Provided information =>
Content starts

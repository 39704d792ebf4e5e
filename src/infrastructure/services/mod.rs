//! Infrastructure services

mod auth_service;
mod inquiry_service;
mod project_service;

pub use auth_service::{
    AdminSession, AuthError, AuthService, AuthServiceTrait, LoginRequest,
    INVALID_CREDENTIALS_MESSAGE,
};
pub use inquiry_service::{
    CreateInquiryRequest, InquiryService, InquiryServiceTrait, UpdateInquiryRequest,
    INVALID_INQUIRY_MESSAGE,
};
pub use project_service::{ProjectFields, ProjectService, ProjectServiceTrait};
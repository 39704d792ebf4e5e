//! Project entity and related types

use std::str::FromStr;

use chrono::{DateTime, Utc};
use serde::{Deserialize, Serialize};
use uuid::Uuid;

use super::validation::{validate_project_id, ProjectValidationError};
use crate::domain::storage::{StorageEntity, StorageKey};

/// Project identifier (UUID string)
#[derive(Debug, Clone, PartialEq, Eq, Hash, Serialize, Deserialize)]
#[serde(try_from = "String", into = "String")]
pub struct ProjectId(String);

impl ProjectId {
    /// Create a ProjectId after validation
    pub fn new(id: impl Into<String>) -> Result<Self, ProjectValidationError> {
        let id = id.into();
        validate_project_id(&id)?;
        Ok(Self(id))
    }

    /// Fresh random identifier
    pub fn generate() -> Self {
        Self(Uuid::new_v4().to_string())
    }

    pub fn as_str(&self) -> &str {
        &self.0
    }
}

impl TryFrom<String> for ProjectId {
    type Error = ProjectValidationError;

    fn try_from(value: String) -> Result<Self, Self::Error> {
        Self::new(value)
    }
}

impl From<ProjectId> for String {
    fn from(id: ProjectId) -> Self {
        id.0
    }
}

impl std::fmt::Display for ProjectId {
    fn fmt(&self, f: &mut std::fmt::Formatter<'_>) -> std::fmt::Result {
        write!(f, "{}", self.0)
    }
}

impl StorageKey for ProjectId {
    fn as_str(&self) -> &str {
        &self.0
    }
}

/// Portfolio category; serialized with its display label
#[derive(Debug, Clone, Copy, PartialEq, Eq, Hash, Serialize, Deserialize)]
pub enum Category {
    #[serde(rename = "Web Development")]
    WebDevelopment,
    #[serde(rename = "Mobile App")]
    MobileApp,
    #[serde(rename = "Desktop App")]
    DesktopApp,
    #[serde(rename = "UI/UX Design")]
    UiUxDesign,
    #[serde(rename = "Other")]
    Other,
}

impl Category {
    pub const ALL: [Category; 5] = [
        Self::WebDevelopment,
        Self::MobileApp,
        Self::DesktopApp,
        Self::UiUxDesign,
        Self::Other,
    ];

    pub fn as_str(&self) -> &'static str {
        match self {
            Self::WebDevelopment => "Web Development",
            Self::MobileApp => "Mobile App",
            Self::DesktopApp => "Desktop App",
            Self::UiUxDesign => "UI/UX Design",
            Self::Other => "Other",
        }
    }
}

impl FromStr for Category {
    type Err = ProjectValidationError;

    fn from_str(s: &str) -> Result<Self, Self::Err> {
        Self::ALL
            .iter()
            .copied()
            .find(|c| c.as_str() == s)
            .ok_or_else(|| ProjectValidationError::InvalidCategory {
                value: s.to_string(),
            })
    }
}

impl std::fmt::Display for Category {
    fn fmt(&self, f: &mut std::fmt::Formatter<'_>) -> std::fmt::Result {
        f.write_str(self.as_str())
    }
}

/// Portfolio project
#[derive(Debug, Clone, Serialize, Deserialize)]
#[serde(rename_all = "camelCase")]
pub struct Project {
    #[serde(rename = "_id")]
    id: ProjectId,
    title: String,
    description: String,
    /// Site-relative path of the stored image (`/uploads/projects/<file>`)
    image_url: String,
    technologies: Vec<String>,
    #[serde(default, skip_serializing_if = "Option::is_none")]
    live_url: Option<String>,
    #[serde(default, skip_serializing_if = "Option::is_none")]
    github_url: Option<String>,
    category: Category,
    completion_date: DateTime<Utc>,
    #[serde(default)]
    featured: bool,
    created_at: DateTime<Utc>,
    updated_at: DateTime<Utc>,
}

impl Project {
    pub fn new(
        id: ProjectId,
        title: impl Into<String>,
        description: impl Into<String>,
        image_url: impl Into<String>,
        technologies: Vec<String>,
        category: Category,
        completion_date: DateTime<Utc>,
    ) -> Self {
        let now = Utc::now();
        Self {
            id,
            title: title.into(),
            description: description.into(),
            image_url: image_url.into(),
            technologies,
            live_url: None,
            github_url: None,
            category,
            completion_date,
            featured: false,
            created_at: now,
            updated_at: now,
        }
    }

    pub fn with_live_url(mut self, url: Option<String>) -> Self {
        self.live_url = url;
        self
    }

    pub fn with_github_url(mut self, url: Option<String>) -> Self {
        self.github_url = url;
        self
    }

    pub fn with_featured(mut self, featured: bool) -> Self {
        self.featured = featured;
        self
    }

    pub fn id(&self) -> &ProjectId {
        &self.id
    }

    pub fn title(&self) -> &str {
        &self.title
    }

    pub fn description(&self) -> &str {
        &self.description
    }

    pub fn image_url(&self) -> &str {
        &self.image_url
    }

    pub fn technologies(&self) -> &[String] {
        &self.technologies
    }

    pub fn live_url(&self) -> Option<&str> {
        self.live_url.as_deref()
    }

    pub fn github_url(&self) -> Option<&str> {
        self.github_url.as_deref()
    }

    pub fn category(&self) -> Category {
        self.category
    }

    pub fn completion_date(&self) -> DateTime<Utc> {
        self.completion_date
    }

    pub fn is_featured(&self) -> bool {
        self.featured
    }

    pub fn created_at(&self) -> DateTime<Utc> {
        self.created_at
    }

    pub fn updated_at(&self) -> DateTime<Utc> {
        self.updated_at
    }

    pub fn set_title(&mut self, title: impl Into<String>) {
        self.title = title.into();
        self.touch();
    }

    pub fn set_description(&mut self, description: impl Into<String>) {
        self.description = description.into();
        self.touch();
    }

    pub fn set_image_url(&mut self, image_url: impl Into<String>) {
        self.image_url = image_url.into();
        self.touch();
    }

    pub fn set_technologies(&mut self, technologies: Vec<String>) {
        self.technologies = technologies;
        self.touch();
    }

    pub fn set_live_url(&mut self, url: Option<String>) {
        self.live_url = url;
        self.touch();
    }

    pub fn set_github_url(&mut self, url: Option<String>) {
        self.github_url = url;
        self.touch();
    }

    pub fn set_category(&mut self, category: Category) {
        self.category = category;
        self.touch();
    }

    pub fn set_completion_date(&mut self, date: DateTime<Utc>) {
        self.completion_date = date;
        self.touch();
    }

    pub fn set_featured(&mut self, featured: bool) {
        self.featured = featured;
        self.touch();
    }

    fn touch(&mut self) {
        self.updated_at = Utc::now();
    }
}

impl StorageEntity for Project {
    type Key = ProjectId;

    fn key(&self) -> &Self::Key {
        &self.id
    }
}
//! Configured admin credential check

use crate::config::AdminConfig;
use crate::domain::AdminIdentity;

use super::password::{constant_time_eq, verify_password_hash};

/// The single admin login, resolved from configuration at startup
#[derive(Clone)]
pub struct AdminCredentials {
    email: String,
    password: Option<String>,
    password_hash: Option<String>,
}

impl std::fmt::Debug for AdminCredentials {
    fn fmt(&self, f: &mut std::fmt::Formatter<'_>) -> std::fmt::Result {
        f.debug_struct("AdminCredentials")
            .field("email", &self.email)
            .field("has_password", &self.password.is_some())
            .field("has_password_hash", &self.password_hash.is_some())
            .finish()
    }
}

impl AdminCredentials {
    pub fn new(
        email: impl Into<String>,
        password: Option<String>,
        password_hash: Option<String>,
    ) -> Self {
        Self {
            email: email.into(),
            password,
            password_hash,
        }
    }

    pub fn email(&self) -> &str {
        &self.email
    }

    /// Returns the admin identity when both the email and one of the
    /// configured secrets match. The plaintext fallback is tried first.
    pub fn verify(&self, email: &str, password: &str) -> Option<AdminIdentity> {
        if email.trim() != self.email {
            return None;
        }

        let plaintext_ok = self
            .password
            .as_deref()
            .is_some_and(|expected| constant_time_eq(password, expected));

        let hash_ok = || {
            self.password_hash
                .as_deref()
                .is_some_and(|hash| verify_password_hash(password, hash))
        };

        (plaintext_ok || hash_ok()).then(|| AdminIdentity::new(self.email.clone()))
    }
}

impl From<&AdminConfig> for AdminCredentials {
    fn from(config: &AdminConfig) -> Self {
        Self::new(
            config.email.trim(),
            config.effective_password().map(str::to_string),
            config.password_hash.clone(),
        )
    }
}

Content ends

Task statement =>
What lines of the listing above hold "StorageEntity"? Copy all of them.

Output for this task =>
use crate::domain::storage::{StorageEntity, StorageKey};
impl StorageEntity for Project {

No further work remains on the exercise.